_What you will do_. Starting with the line that contains "Translate a shell" and ending with the final line of the data below, print those lines exactly and nothing else.

[Stored data]
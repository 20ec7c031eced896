//! Shell-style `*`/`?` glob matching, case-insensitive, for `listFiles`.

use regex::Regex;

/// Translate a shell glob (`*`, `?`, literal chars) into an anchored,
/// case-insensitive regex and test `name` against it.
pub fn matches(name: &str, pattern: &str) -> bool {
    let regex = to_regex(pattern);
    regex.is_match(name)
}

fn to_regex(pattern: &str) -> Regex {
    let mut out = String::with_capacity(pattern.len() * 2 + 8);
    out.push_str("(?i)^");
    for ch in pattern.chars() {
        match ch {
            '*' => out.push_str(".*"),
            '?' => out.push('.'),
            c if regex_syntax::is_meta_character(c) => {
                out.push('\\');
                out.push(c);
            }
            c => out.push(c),
        }
    }
    out.push('$');
    // Pattern is always well-formed (escaped), so this cannot fail.
    Regex::new(&out).expect("glob-derived regex is always valid")
}

mod regex_syntax {
    pub fn is_meta_character(c: char) -> bool {
        matches!(
            c,
            '.' | '+' | '('
                | ')'
                | '|'
                | '^'
                | '$'
                | '['
                | ']'
                | '{'
                | '}'
                | '\\'
        )
    }
}

#[cfg(test)]
mod tests {
    use super::*;

    #[test]
    fn star_matches_any_suffix() {
        assert!(matches("up-1.0.0.sh", "up-*.sh"));
        assert!(matches("docker-compose.arm64.yml", "docker-compose*.yml"));
    }

    #[test]
    fn question_matches_one_char() {
        assert!(matches("up-1.sh", "up-?.sh"));
        assert!(!matches("up-12.sh", "up-?.sh"));
    }

    #[test]
    fn is_case_insensitive() {
        assert!(matches("UP-1.0.0.SH", "up-*.sh"));
    }

    #[test]
    fn literal_dots_are_escaped() {
        assert!(!matches("upX1X0X0Xsh", "up-*.sh"));
    }

    #[test]
    fn non_matching_pattern_fails() {
        assert!(!matches("readme.md", "docker-compose*.yml"));
    }
}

_Response for this exercise_.
/// Translate a shell glob (`*`, `?`, literal chars) into an anchored,
/// case-insensitive regex and test `name` against it.
pub fn matches(name: &str, pattern: &str) -> bool {
    let regex = to_regex(pattern);
    regex.is_match(name)
}

fn to_regex(pattern: &str) -> Regex {
    let mut out = String::with_capacity(pattern.len() * 2 + 8);
    out.push_str("(?i)^");
    for ch in pattern.chars() {
        match ch {
            '*' => out.push_str(".*"),
            '?' => out.push('.'),
            c if regex_syntax::is_meta_character(c) => {
                out.push('\\');
                out.push(c);
            }
            c => out.push(c),
        }
    }
    out.push('$');
    // Pattern is always well-formed (escaped), so this cannot fail.
    Regex::new(&out).expect("glob-derived regex is always valid")
}

mod regex_syntax {
    pub fn is_meta_character(c: char) -> bool {
        matches!(
            c,
            '.' | '+' | '('
                | ')'
                | '|'
                | '^'
                | '$'
                | '['
                | ']'
                | '{'
                | '}'
                | '\\'
        )
    }
}

#[cfg(test)]
mod tests {
    use super::*;

    #[test]
    fn star_matches_any_suffix() {
        assert!(matches("up-1.0.0.sh", "up-*.sh"));
        assert!(matches("docker-compose.arm64.yml", "docker-compose*.yml"));
    }

    #[test]
    fn question_matches_one_char() {
        assert!(matches("up-1.sh", "up-?.sh"));
        assert!(!matches("up-12.sh", "up-?.sh"));
    }

    #[test]
    fn is_case_insensitive() {
        assert!(matches("UP-1.0.0.SH", "up-*.sh"));
    }

    #[test]
    fn literal_dots_are_escaped() {
        assert!(!matches("upX1X0X0Xsh", "up-*.sh"));
    }

    #[test]
    fn non_matching_pattern_fails() {
        assert!(!matches("readme.md", "docker-compose*.yml"));
    }
}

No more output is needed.